Elected 1992, seat up 2006
Born: June 22, 1933, San Francisco
Home: San Francisco
Education: Stanford U., B.A. 1955
Religion: Jewish
Marital Status: married (Richard C. Blum)
Sen. Dianne Feinstein (D)

Career:

  • Political: San Francisco Bd. of Supervisors, 1970-78, Pres., 1970-71, 1974-75, 1978; San Francisco Mayor, 1978-88.
  • Professional: CA Women's Parole Bd., 1960-66.
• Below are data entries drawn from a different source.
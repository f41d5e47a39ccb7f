//! Symbolic endpoints and URL construction.
//!
//! # Design
//! `Endpoint` has one variant per backend operation, carrying exactly the
//! parameters that operation needs. Everything operation-specific about a
//! call (path, query items, method, auth, dispatch priority, retry policy and
//! the error substituted for HTTP 400) is derived from the variant here, so
//! the rest of the crate stays generic.

use url::Url;

use crate::error::ApiError;
use crate::http::HttpMethod;
use crate::session::Priority;
use crate::types::{GameCategory, LoginPlatform};

/// Direction of a swipe in either game.
#[derive(Debug, Clone, Copy, PartialEq, Eq, Hash)]
pub enum SwipeDirection {
    Left,
    Right,
}

impl SwipeDirection {
    fn path_segment(&self) -> &'static str {
        match self {
            SwipeDirection::Left => "swipe-left",
            SwipeDirection::Right => "swipe-right",
        }
    }
}

/// How many automatic attempts an operation gets after a transport failure.
#[derive(Debug, Clone, Copy, PartialEq, Eq)]
pub enum RetryPolicy {
    Never,
    Once,
}

impl RetryPolicy {
    pub fn extra_attempts(&self) -> u32 {
        match self {
            RetryPolicy::Never => 0,
            RetryPolicy::Once => 1,
        }
    }
}

/// One backend operation together with its parameters.
///
/// The variant alone decides the path, query, method, whether a bearer token
/// is attached, the dispatch [`Priority`], the
/// [`RetryPolicy`] and what a 400 response means.
#[derive(Debug, Clone, PartialEq, Eq, Hash)]
pub enum Endpoint {
    Login {
        platform: LoginPlatform,
    },
    LoginCallback {
        platform: LoginPlatform,
        code: String,
    },
    PreferenceCheck,
    PreferenceStart,
    PreferenceSwipe {
        direction: SwipeDirection,
        shop_id: i64,
    },
    GameStart {
        mode: GameCategory,
    },
    GameSwipe {
        direction: SwipeDirection,
        game_id: i64,
        shop_id: i64,
    },
    ShopCard {
        shop_id: i64,
    },
    ShopDetail {
        shop_id: i64,
    },
    ShopResults {
        game_id: i64,
    },
    ShopClippings,
    UserAnalyze,
    /// `change` switches the call from a read (GET) to a rename (PATCH).
    UserNickname {
        change: Option<String>,
    },
    UserUnregister,
    ClippingDo {
        shop_id: i64,
    },
    ClippingUndo {
        shop_id: i64,
    },
}

impl Endpoint {
    /// Short stable name used in logs.
    pub fn name(&self) -> &'static str {
        match self {
            Endpoint::Login { .. } => "login",
            Endpoint::LoginCallback { .. } => "login_callback",
            Endpoint::PreferenceCheck => "preference_check",
            Endpoint::PreferenceStart => "preference_start",
            Endpoint::PreferenceSwipe { .. } => "preference_swipe",
            Endpoint::GameStart { .. } => "game_start",
            Endpoint::GameSwipe { .. } => "game_swipe",
            Endpoint::ShopCard { .. } => "shop_card",
            Endpoint::ShopDetail { .. } => "shop_detail",
            Endpoint::ShopResults { .. } => "shop_results",
            Endpoint::ShopClippings => "shop_clippings",
            Endpoint::UserAnalyze => "user_analyze",
            Endpoint::UserNickname { .. } => "user_nickname",
            Endpoint::UserUnregister => "user_unregister",
            Endpoint::ClippingDo { .. } => "clipping_do",
            Endpoint::ClippingUndo { .. } => "clipping_undo",
        }
    }

    pub fn path(&self) -> String {
        match self {
            Endpoint::Login { platform } => format!("/api/v1/auth/{platform}/login"),
            Endpoint::LoginCallback { platform, .. } => {
                format!("/api/v1/auth/{platform}/callback")
            }
            Endpoint::PreferenceCheck => "/api/v1/preference/check".to_string(),
            Endpoint::PreferenceStart => "/api/v1/preference/start-game".to_string(),
            Endpoint::PreferenceSwipe { direction, .. } => {
                format!("/api/v1/preference/{}", direction.path_segment())
            }
            Endpoint::GameStart { .. } => "/api/v1/game/start-game".to_string(),
            Endpoint::GameSwipe { direction, .. } => {
                format!("/api/v1/game/{}", direction.path_segment())
            }
            Endpoint::ShopCard { .. } => "/api/v1/shop/card".to_string(),
            Endpoint::ShopDetail { .. } => "/api/v1/shop/detail".to_string(),
            Endpoint::ShopResults { .. } => "/api/v1/shop/results-simple".to_string(),
            Endpoint::ShopClippings => "/api/v1/shop/clippings-simple".to_string(),
            Endpoint::UserAnalyze => "/api/v1/user/analyze".to_string(),
            Endpoint::UserNickname { .. } => "/api/v1/user/nickname".to_string(),
            Endpoint::UserUnregister => "/api/v1/user/unregister".to_string(),
            Endpoint::ClippingDo { .. } => "/api/v1/clipping/do".to_string(),
            Endpoint::ClippingUndo { .. } => "/api/v1/clipping/undo".to_string(),
        }
    }

    /// Query items in the order they are emitted.
    pub fn query(&self) -> Vec<(&'static str, String)> {
        match self {
            Endpoint::LoginCallback { code, .. } => vec![("code", code.clone())],
            Endpoint::PreferenceSwipe { shop_id, .. }
            | Endpoint::ShopCard { shop_id }
            | Endpoint::ShopDetail { shop_id }
            | Endpoint::ClippingDo { shop_id }
            | Endpoint::ClippingUndo { shop_id } => vec![("shopId", shop_id.to_string())],
            Endpoint::GameStart { mode } => vec![("gameMode", mode.code().to_string())],
            Endpoint::GameSwipe {
                game_id, shop_id, ..
            } => vec![
                ("gameId", game_id.to_string()),
                ("shopId", shop_id.to_string()),
            ],
            Endpoint::ShopResults { game_id } => vec![("gameId", game_id.to_string())],
            Endpoint::UserNickname { change: Some(name) } => {
                vec![("changeUserNickname", name.clone())]
            }
            Endpoint::Login { .. }
            | Endpoint::PreferenceCheck
            | Endpoint::PreferenceStart
            | Endpoint::ShopClippings
            | Endpoint::UserAnalyze
            | Endpoint::UserNickname { change: None }
            | Endpoint::UserUnregister => Vec::new(),
        }
    }

    pub fn method(&self) -> HttpMethod {
        match self {
            Endpoint::PreferenceStart
            | Endpoint::PreferenceSwipe { .. }
            | Endpoint::GameStart { .. }
            | Endpoint::GameSwipe { .. }
            | Endpoint::ClippingDo { .. } => HttpMethod::Post,
            Endpoint::UserNickname { change: Some(_) } => HttpMethod::Patch,
            Endpoint::UserUnregister | Endpoint::ClippingUndo { .. } => HttpMethod::Delete,
            _ => HttpMethod::Get,
        }
    }

    pub fn requires_auth(&self) -> bool {
        !matches!(self, Endpoint::Login { .. } | Endpoint::LoginCallback { .. })
    }

    /// Default dispatch priority when the operation runs through a session.
    pub fn priority(&self) -> Priority {
        match self {
            Endpoint::ShopResults { .. } | Endpoint::ShopClippings | Endpoint::UserAnalyze => {
                Priority::Background
            }
            _ => Priority::UserInitiated,
        }
    }

    pub fn retry_policy(&self) -> RetryPolicy {
        match self {
            Endpoint::Login { .. } | Endpoint::LoginCallback { .. } => RetryPolicy::Once,
            _ => RetryPolicy::Never,
        }
    }

    /// The error an HTTP 400 turns into for this operation.
    ///
    /// The backend uses 400 for every rejected call, including expired
    /// tokens, so every operation reports it as an authentication failure.
    pub fn bad_request_error(&self) -> ApiError {
        ApiError::AuthenticationFailure
    }

    /// Absolute URL of this endpoint under `base`.
    ///
    /// Any path on `base` is kept as a prefix. Query items are
    /// form-urlencoded; absent optional parameters produce no item at all.
    pub fn url(&self, base: &Url) -> Url {
        let mut url = base.clone();
        let path = format!("{}{}", base.path().trim_end_matches('/'), self.path());
        url.set_path(&path);
        url.set_fragment(None);
        let query = self.query();
        if query.is_empty() {
            url.set_query(None);
        } else {
            url.query_pairs_mut()
                .clear()
                .extend_pairs(query.iter().map(|(key, value)| (*key, value.as_str())));
        }
        url
    }
}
DC Office: 331 HSOB 20510, 202-224-3841; Fax: 202-228-3954; Web site: www.senate.gov/~feinstein

State Offices: Fresno, 559-485-7430; Los Angeles,310-914-7300; San Diego,619-231-9712; San Francisco,415-393-0707.

Committees:

Dianne Feinstein, California's senior senator, has twice won far more popular votes than any other senator in American history. Feinstein grew up in San Francisco, in lush Presidio Heights, went to Stanford and later studied criminology. She was appointed by Governor Pat Brown to the women's parole board in 1960, at 27. In 1969 she was elected to the San Francisco County Board of Supervisors--the city's council--and twice ran for mayor and lost. As president of the board, she became mayor in 1978 when Mayor George Moscone and Supervisor Harvey Milk were murdered by former Supervisor Dan White; she discovered Moscone's body and showed steadiness and a sense of command that calmed the city. In 1984, Walter Mondale seriously considered her for vice president, but passed over her for Geraldine Ferraro because of qualms about the business dealings of her husband, Richard Blum. Feinstein presided gracefully that year over the Democratic National Convention in San Francisco--while Ferraro juggled questions about her family's business. In fact, Feinstein and Blum's investments have thrived; the Capitol Hill newspaper Roll Call estimated their net worth in 2001 at $50 million, the eighth highest in Congress. Some of Blum's investments were in businesses in China, which sparked attacks on Feinstein, a strong supporter of trade ties with China; in the 2000 campaign Blum said that he had divested all his China investments, though questions were raised about just when.

Feinstein left the mayor's office in 1987, ineligible for a third full term, and ran for governor in 1990. She won the Democratic primary impressively, then lost 49%-46% to Pete Wilson. When Wilson appointed Orange County state Senator John Seymour--an unknown and bland choice--to replace him in the Senate, Feinstein quickly announced for the seat, even though the 1992 race was for only the last two years of Wilson's term, and she could have run for the seat being vacated by Alan Cranston the same year. She had primary competition from Gray Davis, then state controller, who ran a spot against her campaign finance practices comparing her to Leona Helmsley; Feinstein won 58%-33% and one can assume that relations between her and Davis, now governor, are not entirely warm. In the general election nothing worked for the hapless Seymour--not his switches to pro-choice on abortion and anti-offshore oil drilling, not his attacks on Feinstein's arguably tricky financing of her 1990 gubernatorial campaign (which resulted in a $190,000 fine), not fears of immigration, not Seymour's tending to agricultural interests. Feinstein won 54%-38%, coming close even in Seymour's southern California base.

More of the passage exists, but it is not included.